Sunday, 11 September 2016

Jaws goes shopping


Despite overwhelming evidence that humans kill many more sharks than sharks kill people, big fish continue to be presented as villains in aquatic thrillers, whether such dramas have an eco-horror dimension, or not. It’s particularly amusing to note that more than a third of these movies have fantastic creatures (see Dinoshark and Sharktopus), not realistic animals, so it is clear how exhausted this notion has become in a nature’s revenge plot.
 
BAIT (2012) is an Australian disaster movie about a great white shark that invades a coastal Queensland shopping centre after the building is flooded by a tidal wave. A makeshift shark cage is deployed but prompt fatality crushes any hopes for quick or easy escape from either the supermarket floor, or an underground car park, until...  

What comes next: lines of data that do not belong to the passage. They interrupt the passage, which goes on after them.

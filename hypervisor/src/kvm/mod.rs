// Copyright 2024 The ChromiumOS Authors
// Use of this source code is governed by a BSD-style license that can be
// found in the LICENSE file.

//! The KVM-backed single-step execution engine.

pub mod x86_64;

use std::ptr::null_mut;

use kvm_bindings::kvm_guest_debug;
use kvm_bindings::kvm_msr_filter;
use kvm_bindings::kvm_regs;
use kvm_bindings::kvm_userspace_memory_region;
use kvm_bindings::KVMIO;
use kvm_bindings::KVM_GUESTDBG_ENABLE;
use kvm_bindings::KVM_GUESTDBG_SINGLESTEP;
use kvm_bindings::KVM_MAX_CPUID_ENTRIES;
use kvm_ioctls::Kvm;
use kvm_ioctls::VcpuExit;
use kvm_ioctls::VcpuFd;
use kvm_ioctls::VmFd;
use log::debug;
use log::warn;
use vmm_sys_util::ioctl::ioctl_with_ref;
use vmm_sys_util::ioctl_ioc_nr;
use vmm_sys_util::ioctl_iow_nr;
use zerocopy::IntoBytes;

use crate::x86_64::RegisterSet;
use crate::x86_64::Table;
use crate::x86_64::RFLAGS_RESERVED;
use crate::xsave;
use crate::xsave::XsaveLayout;
use crate::CpuMode;
use crate::Error;
use crate::OperatingState;
use crate::Result;

pub use self::x86_64::PAGE_SIZE;
use self::x86_64::PTE_PAGE_SIZE;
use self::x86_64::PTE_PRESENT;
use self::x86_64::PTE_WRITABLE;

// Not wrapped by kvm-ioctls; the struct is read-only for the kernel.
ioctl_iow_nr!(KVM_X86_SET_MSR_FILTER, KVMIO, 0xc6, kvm_msr_filter);

/// Anonymous host memory backing a guest physical region.
struct GuestRam {
    addr: *mut u8,
    size: usize,
}

impl GuestRam {
    fn new(size: usize) -> Result<GuestRam> {
        // SAFETY: anonymous private mapping with no backing fd; the result is
        // checked before use.
        let addr = unsafe {
            libc::mmap(
                null_mut(),
                size,
                libc::PROT_READ | libc::PROT_WRITE,
                libc::MAP_PRIVATE | libc::MAP_ANONYMOUS,
                -1,
                0,
            )
        };
        if addr == libc::MAP_FAILED {
            return Err(Error::Mapping(std::io::Error::last_os_error()));
        }
        Ok(GuestRam {
            addr: addr as *mut u8,
            size,
        })
    }

    fn as_slice(&self) -> &[u8] {
        // SAFETY: the mapping stays valid and this thread is the only
        // host-side accessor; the vCPU never runs concurrently with it.
        unsafe { std::slice::from_raw_parts(self.addr, self.size) }
    }

    fn as_mut_slice(&mut self) -> &mut [u8] {
        // SAFETY: same as as_slice, with exclusive access through &mut self.
        unsafe { std::slice::from_raw_parts_mut(self.addr, self.size) }
    }
}

impl Drop for GuestRam {
    fn drop(&mut self) {
        // SAFETY: addr/size describe exactly the mapping created in new().
        unsafe {
            libc::munmap(self.addr as *mut libc::c_void, self.size);
        }
    }
}

/// A single-vCPU KVM guest that executes one instruction per [`KvmVm::step`].
///
/// The guest sees the host's own CPUID, so whatever ISA extensions the host
/// advertises are available to guest code. Guest physical memory starts at 0
/// and is `memory_size` bytes long; in long mode two extra page frames are
/// placed just past it to hold the identity-map page structure, invisible to
/// [`KvmVm::dump_physical`].
pub struct KvmVm {
    // Field order is drop order: unmap guest memory, then close the vCPU,
    // the VM and the KVM handle.
    ram: GuestRam,
    page_tables: Option<GuestRam>,
    vcpu: VcpuFd,
    vm: VmFd,
    _kvm: Kvm,
    mode: CpuMode,
    state: OperatingState,
    layout: XsaveLayout,
    memory_size: u64,
}
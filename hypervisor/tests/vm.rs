// Copyright 2024 The ChromiumOS Authors
// Use of this source code is governed by a BSD-style license that can be
// found in the LICENSE file.

//! End-to-end tests of the KVM engine. Guest code is hand-assembled; every
//! test that actually enters a guest is skipped on hosts without /dev/kvm.

use hypervisor::kvm::KvmVm;
use hypervisor::vector::Vec128;
use hypervisor::vector::Vec256;
use hypervisor::vector::Vec64;
use hypervisor::x86_64::HostExtensions;
use hypervisor::x86_64::RFLAGS_IF;
use hypervisor::x86_64::RFLAGS_PF;
use hypervisor::CpuMode;
use hypervisor::Error;
use hypervisor::OperatingState;

fn kvm_available() -> bool {
    if std::path::Path::new("/dev/kvm").exists() {
        return true;
    }
    eprintln!("/dev/kvm not available, skipping");
    false
}

#[test]
fn zero_memory_is_rejected() {
    match KvmVm::new(CpuMode::Long64, 0) {
        Err(Error::InvalidArgument(_)) => {}
        other => panic!("expected InvalidArgument, got {:?}", other.map(|_| ())),
    }
}

#[test]
fn code_must_fit_in_memory() {
    if !kvm_available() {
        return;
    }
    let mut vm = KvmVm::new(CpuMode::Real16, 1).unwrap();
    match vm.load_code(&[0x90; 8192]) {
        Err(Error::InvalidArgument(_)) => {}
        other => panic!("expected InvalidArgument, got {:?}", other.map(|_| ())),
    }
}

#[test]
fn step_without_code_is_an_error() {
    if !kvm_available() {
        return;
    }
    let mut vm = KvmVm::new(CpuMode::Long64, 4).unwrap();
    assert_eq!(vm.operating_state(), OperatingState::NoCodeLoaded);
    assert!(matches!(vm.step(), Err(Error::InvalidArgument(_))));
}

#[test]
fn protected_mode_runs_flat_ring0() {
    if !kvm_available() {
        return;
    }
    let mut vm = KvmVm::new(CpuMode::Protected32, 4).unwrap();
    // inc eax; hlt
    vm.load_code(&[0x40, 0xf4]).unwrap();

    let regs = vm.get_registers().unwrap();
    assert_eq!(regs.cs, 0x8);
    assert_eq!(regs.ds, 0x10);
    assert_eq!(regs.cr0 & 1, 1);
    assert_eq!(regs.rip, 0);
    assert_eq!(regs.rsp, 4 * 4096);

    assert_eq!(vm.step().unwrap(), OperatingState::Runnable);
    let regs = vm.get_registers().unwrap();
    assert_eq!(regs.rax, 1);
    assert_eq!(regs.rip, 1);

    assert_eq!(vm.step().unwrap(), OperatingState::Halted);
}

// Seeds all sixteen GPRs, shifts each left by one byte, and checks the
// register file plus the arithmetic flags land exactly where the ISA says.
#[test]
fn long_mode_shifts_every_gpr() {
    if !kvm_available() {
        return;
    }

    // shl r64, imm8 is C1 /4 ib; low eight registers with REX.W, r8-r15 with
    // REX.WB. Ordered rax,rbx,rcx,rdx,rdi,rsi,rbp,rsp then r8..r15.
    let order: [u8; 8] = [0, 3, 1, 2, 7, 6, 5, 4];
    let mut code = Vec::new();
    for rm in order {
        code.extend([0x48, 0xc1, 0xe0 | rm, 0x08]);
    }
    for rm in 0..8u8 {
        code.extend([0x49, 0xc1, 0xe0 | rm, 0x08]);
    }
    code.extend([0xfa, 0xf4]); // cli; hlt
    let code_len = code.len() as u64;

    let mut vm = KvmVm::new(CpuMode::Long64, 16).unwrap();
    vm.load_code(&code).unwrap();

    let seed = |b: u8| u64::from_le_bytes([b; 8]) >> 8; // 0x00bb..bb
    let seeds: [u8; 16] = [
        0xaa, 0xbb, 0xcc, 0xdd, 0xee, 0xff, 0x11, 0x22, 0x33, 0x44, 0x55, 0x66, 0x77, 0x88, 0x99,
        0x15,
    ];
    let mut regs = vm.get_registers().unwrap();
    regs.rax = seed(seeds[0]);
    regs.rbx = seed(seeds[1]);
    regs.rcx = seed(seeds[2]);
    regs.rdx = seed(seeds[3]);
    regs.rdi = seed(seeds[4]);
    regs.rsi = seed(seeds[5]);
    regs.rbp = seed(seeds[6]);
    regs.rsp = seed(seeds[7]);
    regs.r8 = seed(seeds[8]);
    regs.r9 = seed(seeds[9]);
    regs.r10 = seed(seeds[10]);
    regs.r11 = seed(seeds[11]);
    regs.r12 = seed(seeds[12]);
    regs.r13 = seed(seeds[13]);
    regs.r14 = seed(seeds[14]);
    regs.r15 = seed(seeds[15]);
    vm.set_registers(&regs).unwrap();

    for _ in 0..16 {
        assert_eq!(vm.step().unwrap(), OperatingState::Runnable);
    }
    assert_eq!(vm.step().unwrap(), OperatingState::Runnable); // cli
    assert_eq!(vm.step().unwrap(), OperatingState::Halted); // hlt

    let regs = vm.get_registers().unwrap();
    assert_eq!(regs.rax, seed(seeds[0]) << 8);
    assert_eq!(regs.rbx, seed(seeds[1]) << 8);
    assert_eq!(regs.rcx, seed(seeds[2]) << 8);
    assert_eq!(regs.rdx, seed(seeds[3]) << 8);
    assert_eq!(regs.rdi, seed(seeds[4]) << 8);
    assert_eq!(regs.rsi, seed(seeds[5]) << 8);
    assert_eq!(regs.rbp, seed(seeds[6]) << 8);
    assert_eq!(regs.rsp, seed(seeds[7]) << 8);
    assert_eq!(regs.r8, seed(seeds[8]) << 8);
    assert_eq!(regs.r9, seed(seeds[9]) << 8);
    assert_eq!(regs.r10, seed(seeds[10]) << 8);
    assert_eq!(regs.r11, seed(seeds[11]) << 8);
    assert_eq!(regs.r12, seed(seeds[12]) << 8);
    assert_eq!(regs.r13, seed(seeds[13]) << 8);
    assert_eq!(regs.r14, seed(seeds[14]) << 8);
    assert_eq!(regs.r15, seed(seeds[15]) << 8);

    // cli cleared IF; the last shl left a zero low byte, so parity is even.
    assert_eq!(regs.rflags & RFLAGS_IF, 0);
    assert_ne!(regs.rflags & RFLAGS_PF, 0);
    assert_eq!(regs.rip, code_len);
}

// A real-mode guest reloading every segment register through its own code;
// the selectors must show up in the register file as the guest set them.
#[test]
fn real_mode_segment_loads() {
    if !kvm_available() {
        return;
    }

    let mut code = vec![0xea, 0x05, 0x00, 0x01, 0x00]; // jmp 0x1:0x5
    code.resize(0x15, 0x90); // pad so cs.base 0x10 + ip 0x5 lands here
    let mov_sreg = |imm: u16, modrm: u8| {
        let [lo, hi] = imm.to_le_bytes();
        [0xb8, lo, hi, 0x8e, modrm]
    };
    code.extend(mov_sreg(0xdddd, 0xd8)); // mov ax, ..; mov ds, ax
    code.extend(mov_sreg(0xeeee, 0xc0)); // mov es, ax
    code.extend(mov_sreg(0xffff, 0xe0)); // mov fs, ax
    code.extend(mov_sreg(0x1111, 0xe8)); // mov gs, ax
    code.extend(mov_sreg(0x2222, 0xd0)); // mov ss, ax
    code.extend([0x90, 0xf4]); // nop; hlt

    let mut vm = KvmVm::new(CpuMode::Real16, 4).unwrap();
    vm.load_code(&code).unwrap();
    let regs = vm.get_registers().unwrap();
    assert_eq!(regs.cs, 0);

    assert_eq!(vm.step().unwrap(), OperatingState::Runnable);
    let regs = vm.get_registers().unwrap();
    assert_eq!(regs.cs, 0x1);
    assert_eq!(regs.rip, 0x5);

    let mut expect_selector = |expected: &dyn Fn(&hypervisor::RegisterSet) -> u16, value: u16| {
        vm.step().unwrap(); // mov ax, imm
        vm.step().unwrap(); // mov sreg, ax
        let regs = vm.get_registers().unwrap();
        assert_eq!(expected(&regs), value);
    };
    expect_selector(&|r| r.ds, 0xdddd);
    expect_selector(&|r| r.es, 0xeeee);
    expect_selector(&|r| r.fs, 0xffff);
    expect_selector(&|r| r.gs, 0x1111);
    // mov ss suppresses the single-step trap for one instruction, so this
    // step carries execution through the following nop as well.
    expect_selector(&|r| r.ss, 0x2222);

    assert_eq!(vm.step().unwrap(), OperatingState::Halted);
}

#[test]
fn set_registers_ignores_selectors() {
    if !kvm_available() {
        return;
    }
    let mut vm = KvmVm::new(CpuMode::Protected32, 4).unwrap();
    vm.load_code(&[0x90, 0xf4]).unwrap();

    let before = vm.get_registers().unwrap();
    let mut wanted = before.clone();
    wanted.rax = 0x4242_4242;
    wanted.rdx = 77;
    wanted.cs = 0x1234;
    wanted.ds = 0x5678;
    wanted.ss = 0x9abc;
    wanted.idt.base = 0x3000;
    wanted.idt.limit = 0x7ff;
    wanted.gdt.base = 0x2000;
    wanted.gdt.limit = 0x17;
    vm.set_registers(&wanted).unwrap();

    let after = vm.get_registers().unwrap();
    // Selector writes are dropped on the floor...
    assert_eq!(after.cs, before.cs);
    assert_eq!(after.ds, before.ds);
    assert_eq!(after.ss, before.ss);
    // ...while everything else takes.
    assert_eq!(after.rax, 0x4242_4242);
    assert_eq!(after.rdx, 77);
    assert_eq!(after.idt, wanted.idt);
    assert_eq!(after.gdt, wanted.gdt);
}

#[test]
fn vector_state_round_trips_through_the_vcpu() {
    if !kvm_available() {
        return;
    }
    let ext = HostExtensions::get();
    let mut vm = KvmVm::new(CpuMode::Long64, 4).unwrap();
    vm.load_code(&[0x90, 0xf4]).unwrap();

    let mut regs = vm.get_registers().unwrap();
    for i in 0..8 {
        regs.mmx[i] = Vec64::from_elems(&[0x0123_4567_89ab_cdefu64 ^ (i as u64)]);
    }
    for i in 0..16 {
        regs.set_xmm(i, Vec128::from_elems(&[i as u64 + 1, !(i as u64)]));
    }
    if ext.avx {
        for i in 0..16 {
            let mut ymm = Vec256::zero();
            ymm.set_elem(0, i as u64 + 1);
            ymm.set_elem(3, 0xdead_0000 + i as u64);
            regs.set_ymm(i, ymm);
        }
    }
    if vm.supports_avx512() {
        for i in 0..32 {
            regs.zmm[i].set_elem(7, 0xabcd_0000_0000_0000u64 + i as u64);
        }
        for i in 0..8 {
            regs.k[i] = 0x8001 + i as u64;
        }
    }
    vm.set_registers(&regs).unwrap();

    let read_back = vm.get_registers().unwrap();
    assert_eq!(read_back.mmx, regs.mmx);
    assert_eq!(read_back.zmm, regs.zmm);
    assert_eq!(read_back.k, regs.k);
}

// Loads a 64-byte pattern into ZMM7 with an AVX-512 instruction executed by
// the guest itself, then reads it back through the XSAVE codec.
#[test]
fn avx512_zmm_load_is_visible() {
    if !kvm_available() {
        return;
    }
    let mut vm = KvmVm::new(CpuMode::Long64, 16).unwrap();
    if !vm.supports_avx512() {
        eprintln!("host has no AVX-512, skipping");
        return;
    }

    const PATTERN_OFFSET: usize = 0x800;
    // vmovdqu64 zmm7, [rsp]; hlt
    let mut image = vec![0u8; PATTERN_OFFSET + 64];
    image[..8].copy_from_slice(&[0x62, 0xf1, 0xfe, 0x48, 0x6f, 0x3c, 0x24, 0xf4]);
    for (i, b) in image[PATTERN_OFFSET..].iter_mut().enumerate() {
        *b = (i as u8).wrapping_mul(7).wrapping_add(3);
    }
    vm.load_code(&image).unwrap();

    let mut regs = vm.get_registers().unwrap();
    regs.rsp = PATTERN_OFFSET as u64;
    regs.cr4 |= 1 << 18; // OSXSAVE, so the guest may use AVX-512
    regs.k[1] = 1; // forces the AVX-512 XCR0 bits on before the guest runs
    vm.set_registers(&regs).unwrap();

    assert_eq!(vm.step().unwrap(), OperatingState::Runnable);
    let regs = vm.get_registers().unwrap();
    assert_eq!(regs.zmm[7].as_bytes()[..], image[PATTERN_OFFSET..]);
    assert_eq!(regs.k[1], 1);

    assert_eq!(vm.step().unwrap(), OperatingState::Halted);
}

// A fault the engine cannot step over (ud2 with no IDT) must shut the guest
// down, and the dump must only cover user-visible memory.
#[test]
fn triple_fault_shuts_down() {
    if !kvm_available() {
        return;
    }
    let mut vm = KvmVm::new(CpuMode::Long64, 8).unwrap();
    vm.load_code(&[0x0f, 0x0b]).unwrap(); // ud2
    assert_eq!(vm.step().unwrap(), OperatingState::Shutdown);
    assert_eq!(vm.operating_state(), OperatingState::Shutdown);
    // The long-mode page-table frames live past the reported memory.
    assert_eq!(vm.dump_physical().len(), 8 * 4096);
}
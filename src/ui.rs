// Copyright 2024 The ChromiumOS Authors
// Use of this source code is governed by a BSD-style license that can be
// found in the LICENSE file.

//! Line-oriented terminal front-end.
//!
//! Strictly a pull model: after every action the current snapshot is
//! rendered from scratch through the history's query interface, and the next
//! action is read from stdin. The front-end never holds guest state of its
//! own beyond the snapshot handles it is given.

use std::io;
use std::io::BufRead;
use std::io::Write;

use hypervisor::x86_64::RFLAGS_AF;
use hypervisor::x86_64::RFLAGS_CF;
use hypervisor::x86_64::RFLAGS_DF;
use hypervisor::x86_64::RFLAGS_IF;
use hypervisor::x86_64::RFLAGS_OF;
use hypervisor::x86_64::RFLAGS_PF;
use hypervisor::x86_64::RFLAGS_SF;
use hypervisor::x86_64::RFLAGS_TF;
use hypervisor::x86_64::RFLAGS_ZF;
use hypervisor::CpuMode;
use hypervisor::RegisterSet;
use snapshot::History;
use snapshot::Snapshot;

use crate::assembler::Code;

/// What the user wants done next.
#[derive(Debug, Clone, Copy, PartialEq, Eq)]
pub enum Action {
    Step,
    ReverseStep,
    Reset(CpuMode),
    Quit,
}

pub struct Tui {
    stdin: io::BufReader<io::Stdin>,
}

impl Tui {
    pub fn new() -> Tui {
        Tui {
            stdin: io::BufReader::new(io::stdin()),
        }
    }

    /// Renders the observable snapshot: status line, the source line at RIP,
    /// the register file with change markers against the previous snapshot,
    /// and a small stack window.
    pub fn render(&self, code: &Code, history: &History) {
        let snapshot = history.current();
        let previous = history.previous().map(|s| s.registers().clone());
        let regs = snapshot.registers();

        println!(
            "--- step {}/{}  {:?}  [{}] ---",
            history.cursor(),
            history.len() - 1,
            snapshot.cpu_mode(),
            history.operating_state(),
        );
        if let Some(number) = code.line_for_offset(regs.rip) {
            match code.source_line(number) {
                Some(text) => println!("{:>5} | {}", number, text),
                None => println!("{:>5} |", number),
            }
        }
        print_registers(regs, previous.as_ref());
        print_stack(snapshot, regs);
    }

    /// Blocks until the user enters a valid action. EOF quits.
    pub fn next_action(&mut self) -> io::Result<Action> {
        loop {
            print!("(s)tep (b)ack (r16/r32/r64)eset (q)uit> ");
            io::stdout().flush()?;
            let mut line = String::new();
            if self.stdin.read_line(&mut line)? == 0 {
                return Ok(Action::Quit);
            }
            match line.trim() {
                "" | "s" | "step" => return Ok(Action::Step),
                "b" | "back" => return Ok(Action::ReverseStep),
                "r16" => return Ok(Action::Reset(CpuMode::Real16)),
                "r32" => return Ok(Action::Reset(CpuMode::Protected32)),
                "r64" => return Ok(Action::Reset(CpuMode::Long64)),
                "q" | "quit" => return Ok(Action::Quit),
                other => println!("unknown command: {:?}", other),
            }
        }
    }
}

/// Appends a change marker when `current` differs from the previous value.
fn mark(changed: bool) -> &'static str {
    if changed {
        "*"
    } else {
        " "
    }
}

fn print_registers(regs: &RegisterSet, previous: Option<&RegisterSet>) {
    let prev = previous.cloned().unwrap_or_else(|| regs.clone());

    let pairs: [(&str, u64, u64); 18] = [
        ("rax", regs.rax, prev.rax),
        ("rbx", regs.rbx, prev.rbx),
        ("rcx", regs.rcx, prev.rcx),
        ("rdx", regs.rdx, prev.rdx),
        ("rdi", regs.rdi, prev.rdi),
        ("rsi", regs.rsi, prev.rsi),
        ("rbp", regs.rbp, prev.rbp),
        ("rsp", regs.rsp, prev.rsp),
        ("r8 ", regs.r8, prev.r8),
        ("r9 ", regs.r9, prev.r9),
        ("r10", regs.r10, prev.r10),
        ("r11", regs.r11, prev.r11),
        ("r12", regs.r12, prev.r12),
        ("r13", regs.r13, prev.r13),
        ("r14", regs.r14, prev.r14),
        ("r15", regs.r15, prev.r15),
        ("rip", regs.rip, prev.rip),
        ("rfl", regs.rflags, prev.rflags),
    ];
    for row in pairs.chunks(2) {
        let mut line = String::new();
        for (name, cur, old) in row {
            line.push_str(&format!(
                "{} = 0x{:016x}{}\t",
                name,
                cur,
                mark(cur != old)
            ));
        }
        println!("{}", line.trim_end());
    }
    println!("flags: {}", decode_rflags(regs.rflags));

    println!(
        "cs = 0x{:04x}{} ds = 0x{:04x}{} es = 0x{:04x}{} fs = 0x{:04x}{} gs = 0x{:04x}{} ss = 0x{:04x}{}",
        regs.cs,
        mark(regs.cs != prev.cs),
        regs.ds,
        mark(regs.ds != prev.ds),
        regs.es,
        mark(regs.es != prev.es),
        regs.fs,
        mark(regs.fs != prev.fs),
        regs.gs,
        mark(regs.gs != prev.gs),
        regs.ss,
        mark(regs.ss != prev.ss),
    );
    println!(
        "cr0 = 0x{:016x}{}\tcr2 = 0x{:016x}{}",
        regs.cr0,
        mark(regs.cr0 != prev.cr0),
        regs.cr2,
        mark(regs.cr2 != prev.cr2),
    );
    println!(
        "cr3 = 0x{:016x}{}\tcr4 = 0x{:016x}{}",
        regs.cr3,
        mark(regs.cr3 != prev.cr3),
        regs.cr4,
        mark(regs.cr4 != prev.cr4),
    );
    println!(
        "cr8 = 0x{:016x}{}\tefer = 0x{:016x}{}",
        regs.cr8,
        mark(regs.cr8 != prev.cr8),
        regs.efer,
        mark(regs.efer != prev.efer),
    );
    println!(
        "idt: base = 0x{:016x} limit = 0x{:04x}\tgdt: base = 0x{:016x} limit = 0x{:04x}",
        regs.idt.base, regs.idt.limit, regs.gdt.base, regs.gdt.limit,
    );

    // The vector file is huge and mostly zero; show only live registers.
    for (i, mm) in regs.mmx.iter().enumerate() {
        if !mm.is_zero() {
            println!("mm{} = {:?}", i, mm);
        }
    }
    for (i, zmm) in regs.zmm.iter().enumerate() {
        if !zmm.is_zero() {
            println!("zmm{:<2} = {:?}", i, zmm);
        }
    }
    for (i, k) in regs.k.iter().enumerate() {
        if *k != 0 {
            println!("k{} = 0x{:016x}", i, k);
        }
    }
    println!("mxcsr = 0x{:08x}", regs.mxcsr);
}

fn decode_rflags(rflags: u64) -> String {
    let names = [
        (RFLAGS_CF, "CF"),
        (RFLAGS_PF, "PF"),
        (RFLAGS_AF, "AF"),
        (RFLAGS_ZF, "ZF"),
        (RFLAGS_SF, "SF"),
        (RFLAGS_TF, "TF"),
        (RFLAGS_IF, "IF"),
        (RFLAGS_DF, "DF"),
        (RFLAGS_OF, "OF"),
    ];
    let set: Vec<&str> = names
        .iter()
        .filter(|(bit, _)| rflags & bit != 0)
        .map(|(_, name)| *name)
        .collect();
    if set.is_empty() {
        "(none)".to_string()
    } else {
        set.join(" ")
    }
}

/// Eight quadwords starting at RSP. Paged modes read linear memory so the
/// window follows whatever the guest mapped there; otherwise physical.
fn print_stack(snapshot: &Snapshot, regs: &RegisterSet) {
    const CR0_PG: u64 = 1 << 31;
    const WINDOW: u64 = 64;

    if regs.rsp >= snapshot.memory_size() {
        // Fresh guest: the stack pointer sits just past the top of memory.
        return;
    }
    let bytes = if regs.cr0 & CR0_PG != 0 {
        snapshot.read_linear(regs.rsp, WINDOW)
    } else {
        snapshot.read_physical(regs.rsp, WINDOW)
    };
    for (i, qword) in bytes.chunks_exact(8).enumerate() {
        let value = u64::from_le_bytes(qword.try_into().unwrap());
        println!("  [rsp+0x{:02x}] 0x{:016x}", i * 8, value);
    }
}

#[cfg(test)]
mod tests {
    use super::*;

    #[test]
    fn rflags_decoding() {
        assert_eq!(decode_rflags(0x2), "(none)");
        assert_eq!(decode_rflags(0x2 | RFLAGS_ZF | RFLAGS_IF), "ZF IF");
        assert_eq!(decode_rflags(RFLAGS_CF | RFLAGS_OF), "CF OF");
    }
}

Co-written by Russell Mulcahy (a talented director who seems to be practically retired nowadays), this is the directing debut of Kimble Rendall. Shop-lifter girl and stock-room boy are stereotyped kids (still the population of ‘least concern’ in genre scenarios), mistaking stupidity for rebellion, but becoming heroes in spite of themselves.
 
 
The real bad guys include armed robbers (one is played by Dr Doom himself, Julian McMahon). Spectacular effects, some terrible overacting, and black comedy death scenes combine to make this almost as much brainless fun as the Piranha remake. The hi-def edition boasts crisp sound and sharp visuals, and the disc includes the 3D version.